Just Don’t Think I’ll Scream isn’t the exercise in solipsism or self-serving appropriative art its premise threatens, but its overall effect is one of cautious distance.
In 2010, visual artist Christian Marclay premiered a new montage work, titled The Clock, that was 24-hours in length and composed entirely of outside media footage; each meticulously harvested piece serves a larger function in this collection of moving image, one that operates like its title suggests: it’s a clock! But… there are images attached where you can see what time it is! Jean-Luc Godard rightly called the piece a “fetishist collection,” one that was less interested in how these images operated and more excited by the mere notion that amassing them in a banal order somehow gave them new meaning outside of pure aesthetic flex. This is to suggest that splicing iconic moments in cinematic history for the sake of one’s own artistic pursuit is an inherently selfish notion, one that amasses other’s talents in a parasitic fashion that could never justify their usage. A counterpoint to this argument, if not an entirely effective one, could be taken in the form of Frank Beauvais’ Just Don’t Think I’ll Scream, which also re-utilizes outside footage — in this case, to tell a more personal narrative instead of creating rote conceptual art for its own sake. (Beauvais himself even states he believes this to be the least self-serving route in terms of documentary, which, OK.)
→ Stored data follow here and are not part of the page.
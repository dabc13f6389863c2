// Copyright (C) 2013-2020 Blockstack PBC, a public benefit corporation
// Copyright (C) 2020-2024 Stacks Open Internet Foundation
//
// This program is free software: you can redistribute it and/or modify
// it under the terms of the GNU General Public License as published by
// the Free Software Foundation, either version 3 of the License, or
// (at your option) any later version.
//
// This program is distributed in the hope that it will be useful,
// but WITHOUT ANY WARRANTY; without even the implied warranty of
// MERCHANTABILITY or FITNESS FOR A PARTICULAR PURPOSE.  See the
// GNU General Public License for more details.
//
// You should have received a copy of the GNU General Public License
// along with this program.  If not, see <http://www.gnu.org/licenses/>.

use std::fmt::{Debug, Display};
use std::fs;
use std::path::PathBuf;

use pox_common::consts::{CHAIN_ID_MAINNET, CHAIN_ID_TESTNET, MICROSTACKS_PER_STACKS};
use pox_common::types::{PrincipalData, StacksAddress};
use pox_common::util::hash::to_hex;
use pox_common::util::secp256k1::{Secp256k1PublicKey, COMPRESSED_PUBLIC_KEY_SIZE};
use serde::Deserialize;

use crate::address::PoxAddress;
use crate::burnchain::{PoxConstants, MAX_POX_REWARD_CYCLES};

const MAINNET_STACKING_THRESHOLD_DIVISOR: u128 = 20_000;
const TESTNET_STACKING_THRESHOLD_DIVISOR: u128 = 8_000;
const DEFAULT_POOL_LOCK_PERIOD: u64 = 1;
const DEFAULT_POOL_FEE_BUFFER_USTX: u128 = MICROSTACKS_PER_STACKS;

#[derive(thiserror::Error, Debug)]
/// An error occurred parsing the provided configuration
pub enum ConfigError {
    /// Error occurred reading config file
    #[error("{0}")]
    InvalidConfig(String),
    /// An error occurred parsing the TOML data
    #[error("{0}")]
    ParseError(String),
    /// A field was malformed
    #[error("identifier={0}, value={1}")]
    BadField(String, String),
}

#[derive(Deserialize, Debug, Clone, Copy, PartialEq, Eq)]
#[serde(rename_all = "lowercase")]
/// The Stacks network to use.
pub enum Network {
    /// The mainnet network
    Mainnet,
    /// The testnet network
    Testnet,
    /// The mocknet network
    Mocknet,
}

impl std::fmt::Display for Network {
    fn fmt(&self, f: &mut std::fmt::Formatter<'_>) -> std::fmt::Result {
        match self {
            Self::Mainnet => write!(f, "mainnet"),
            Self::Testnet => write!(f, "testnet"),
            Self::Mocknet => write!(f, "mocknet"),
        }
    }
}

impl Network {
    /// Check if the network is Mainnet or not
    pub const fn is_mainnet(&self) -> bool {
        match self {
            Self::Mainnet => true,
            Self::Testnet | Self::Mocknet => false,
        }
    }

    const fn default_chain_id(&self) -> u32 {
        match self {
            Self::Mainnet => CHAIN_ID_MAINNET,
            Self::Testnet | Self::Mocknet => CHAIN_ID_TESTNET,
        }
    }

    fn default_pox_constants(&self) -> PoxConstants {
        match self {
            Self::Mainnet => PoxConstants::mainnet_default(),
            Self::Testnet | Self::Mocknet => PoxConstants::testnet_default(),
        }
    }

    const fn default_threshold_divisor(&self) -> u128 {
        match self {
            Self::Mainnet => MAINNET_STACKING_THRESHOLD_DIVISOR,
            Self::Testnet | Self::Mocknet => TESTNET_STACKING_THRESHOLD_DIVISOR,
        }
    }
}

#[derive(Deserialize, Debug, Clone, Copy, PartialEq, Eq)]
/// Which stacking contract generation the ledger emulates.
pub enum PoxVersion {
    /// Locks need no signer authorization
    #[serde(rename = "pox-3")]
    Pox3,
    /// Locks and commits must carry a signer key authorization
    #[serde(rename = "pox-4")]
    Pox4,
}

impl PoxVersion {
    pub const fn requires_signer_key(&self) -> bool {
        matches!(self, PoxVersion::Pox4)
    }

    pub const fn contract_name(&self) -> &'static str {
        match self {
            PoxVersion::Pox3 => "pox-3",
            PoxVersion::Pox4 => "pox-4",
        }
    }
}

impl std::fmt::Display for PoxVersion {
    fn fmt(&self, f: &mut std::fmt::Formatter<'_>) -> std::fmt::Result {
        write!(f, "{}", self.contract_name())
    }
}

#[derive(Deserialize, Debug, Clone, Copy, PartialEq, Eq)]
#[serde(rename_all = "kebab-case")]
/// What a consumed signer authorization is remembered by.
pub enum ReplayKeyScope {
    /// The whole signed message: topic, cycle, period, pox address, max amount and auth id
    Message,
    /// Only the signer key and auth id
    AuthId,
}

#[derive(Debug, Clone, PartialEq, Eq)]
pub struct SignerAuthConfig {
    pub replay_key: ReplayKeyScope,
    /// When set, authorizations with an unlimited max amount are never consumed
    pub reuse_unlimited: bool,
}

impl Default for SignerAuthConfig {
    fn default() -> Self {
        SignerAuthConfig {
            replay_key: ReplayKeyScope::Message,
            reuse_unlimited: false,
        }
    }
}

#[derive(Debug, Clone, PartialEq, Eq)]
pub struct DelegationConfig {
    /// Whether a principal with an active lock may still grant a delegation
    pub allow_while_stacking: bool,
}

impl Default for DelegationConfig {
    fn default() -> Self {
        DelegationConfig {
            allow_while_stacking: true,
        }
    }
}

/// Settings of the pool wrapper façade.
#[derive(Debug, Clone, PartialEq, Eq)]
pub struct PoolConfig {
    /// The only principal allowed to edit the whitelist
    pub admin: PrincipalData,
    /// Principal the pool stacks and commits as
    pub operator: PrincipalData,
    pub pox_addr: PoxAddress,
    pub lock_period: u64,
    /// Left unlocked on each member's account to pay fees
    pub fee_buffer_ustx: u128,
    /// Signer key used for aggregation commits under pox-4
    pub signer_key: Option<[u8; 33]>,
    pub max_amount: u128,
    pub auth_id: u128,
}

/// The parsed ledger configuration
#[derive(Clone)]
pub struct PoxConfig {
    /// The network to use. One of "mainnet", "testnet" or "mocknet".
    pub network: Network,
    /// An optional custom Chain ID
    pub chain_id: Option<u32>,
    pub pox_version: PoxVersion,
    pub pox_constants: PoxConstants,
    /// Fixed stacking minimum; derived from the liquid supply when unset
    pub min_amount_ustx: Option<u128>,
    pub stacking_threshold_divisor: u128,
    pub signer_auth: SignerAuthConfig,
    pub delegation: DelegationConfig,
    pub pool: Option<PoolConfig>,
}

#[derive(Deserialize, Debug, Default)]
struct RawSignerAuth {
    replay_key: Option<ReplayKeyScope>,
    reuse_unlimited: Option<bool>,
}

#[derive(Deserialize, Debug, Default)]
struct RawDelegation {
    allow_while_stacking: Option<bool>,
}

/// A uSTX amount or similar u128 field. TOML integers stop at `i64::MAX`,
/// so larger values are written as decimal strings.
#[derive(Deserialize, Debug, Clone)]
#[serde(untagged)]
enum RawAmount {
    Int(u64),
    Str(String),
}

impl RawAmount {
    fn parse(self, field: &str) -> Result<u128, ConfigError> {
        match self {
            RawAmount::Int(value) => Ok(u128::from(value)),
            RawAmount::Str(value) => value
                .trim()
                .parse::<u128>()
                .map_err(|_| ConfigError::BadField(field.into(), value)),
        }
    }
}

fn parse_amount(field: &str, raw: Option<RawAmount>) -> Result<Option<u128>, ConfigError> {
    raw.map(|raw| raw.parse(field)).transpose()
}

#[derive(Deserialize, Debug)]
struct RawPool {
    admin: String,
    operator: String,
    pox_addr_version: u8,
    pox_addr_hashbytes: String,
    lock_period: Option<u64>,
    fee_buffer_ustx: Option<RawAmount>,
    signer_key: Option<String>,
    max_amount: Option<RawAmount>,
    auth_id: Option<RawAmount>,
}

/// Internal struct for loading up the config file
#[derive(Deserialize, Debug)]
struct RawConfigFile {
    /// The network to use. One of "mainnet", "testnet" or "mocknet".
    pub network: Network,
    /// An optional custom Chain ID
    pub chain_id: Option<u32>,
    /// "pox-3" or "pox-4" (the default)
    pub pox_version: Option<PoxVersion>,
    pub first_burnchain_block_height: Option<u64>,
    pub reward_cycle_length: Option<u32>,
    pub prepare_cycle_length: Option<u32>,
    pub max_lock_period: Option<u64>,
    pub min_amount_ustx: Option<RawAmount>,
    pub stacking_threshold_divisor: Option<RawAmount>,
    pub signer_auth: Option<RawSignerAuth>,
    pub delegation: Option<RawDelegation>,
    pub pool: Option<RawPool>,
}

impl RawConfigFile {
    /// load the config from a string
    pub fn load_from_str(data: &str) -> Result<Self, ConfigError> {
        let config: Self =
            toml::from_str(data).map_err(|e| ConfigError::ParseError(format!("{e:?}")))?;
        Ok(config)
    }
}

impl TryFrom<&PathBuf> for RawConfigFile {
    type Error = ConfigError;

    fn try_from(path: &PathBuf) -> Result<Self, Self::Error> {
        Self::load_from_str(&fs::read_to_string(path).map_err(|e| {
            ConfigError::InvalidConfig(format!("failed to read config file: {e:?}"))
        })?)
    }
}

fn parse_principal(field: &str, value: &str) -> Result<PrincipalData, ConfigError> {
    PrincipalData::parse(value).map_err(|_| ConfigError::BadField(field.into(), value.into()))
}

fn parse_signer_key(value: &str) -> Result<[u8; 33], ConfigError> {
    let bad_field = || ConfigError::BadField("pool.signer_key".into(), value.into());
    let pubkey = Secp256k1PublicKey::from_hex(value).map_err(|_| bad_field())?;
    if !pubkey.compressed() || value.len() != COMPRESSED_PUBLIC_KEY_SIZE * 2 {
        return Err(bad_field());
    }
    Ok(pubkey.to_bytes_compressed())
}

impl RawPool {
    fn into_pool_config(
        self,
        network: Network,
        pox_version: PoxVersion,
        pox_constants: &PoxConstants,
    ) -> Result<PoolConfig, ConfigError> {
        let admin = parse_principal("pool.admin", &self.admin)?;
        let operator = parse_principal("pool.operator", &self.operator)?;
        let pox_addr = PoxAddress::from_hex(self.pox_addr_version, &self.pox_addr_hashbytes)
            .ok()
            .filter(PoxAddress::is_valid)
            .ok_or_else(|| {
                ConfigError::BadField(
                    "pool.pox_addr_hashbytes".into(),
                    self.pox_addr_hashbytes.clone(),
                )
            })?;
        let lock_period = self.lock_period.unwrap_or(DEFAULT_POOL_LOCK_PERIOD);
        if !pox_constants.is_valid_lock_period(lock_period) {
            return Err(ConfigError::BadField(
                "pool.lock_period".into(),
                lock_period.to_string(),
            ));
        }
        let fee_buffer_ustx = parse_amount("pool.fee_buffer_ustx", self.fee_buffer_ustx)?
            .unwrap_or(DEFAULT_POOL_FEE_BUFFER_USTX);
        let max_amount = parse_amount("pool.max_amount", self.max_amount)?.unwrap_or(u128::MAX);
        let auth_id = parse_amount("pool.auth_id", self.auth_id)?.unwrap_or(0);
        let signer_key = self.signer_key.as_deref().map(parse_signer_key).transpose()?;
        if pox_version.requires_signer_key() {
            // the pool commits without a signature, as the signer key's own principal
            let Some(key) = signer_key.as_ref() else {
                return Err(ConfigError::InvalidConfig(format!(
                    "pool.signer_key is required under {pox_version}"
                )));
            };
            let signer_principal =
                PrincipalData::from(StacksAddress::p2pkh_from_compressed(network.is_mainnet(), key));
            if operator != signer_principal {
                return Err(ConfigError::BadField("pool.operator".into(), self.operator));
            }
        }
        Ok(PoolConfig {
            admin,
            operator,
            pox_addr,
            lock_period,
            fee_buffer_ustx,
            signer_key,
            max_amount,
            auth_id,
        })
    }
}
After blocking himself off from the “outside” world in a remote French village for about four months in 2016, Beauvais fell into a spiral of depression; naturally, like all cinephiles who wish to ignore their problems, he decided to watch some quality flicks (about 400 of them) instead of trying to do anything productive. In a sense, he’s accomplished something vaguely constructive from that time: by stitching together every single film he watched in this secluded period to properly document his turbulent emotional state. This tactic relies heavily on matching image to Beauvais’ narration, one that’s a bit obvious in regards to the emotional effect that’s supposed to be produced — when he’s sad, there’s always a convenient shot of someone looking despondent, etc. There’s a distance created from never once seeing the actual town or house that our author once inhabited — hell, even seeing his face once would help — and one that becomes most apparent during the more intense recollections (a father dying, news of domestic terrorism) when all we’re given is a cobbled-together Kuleshov effect.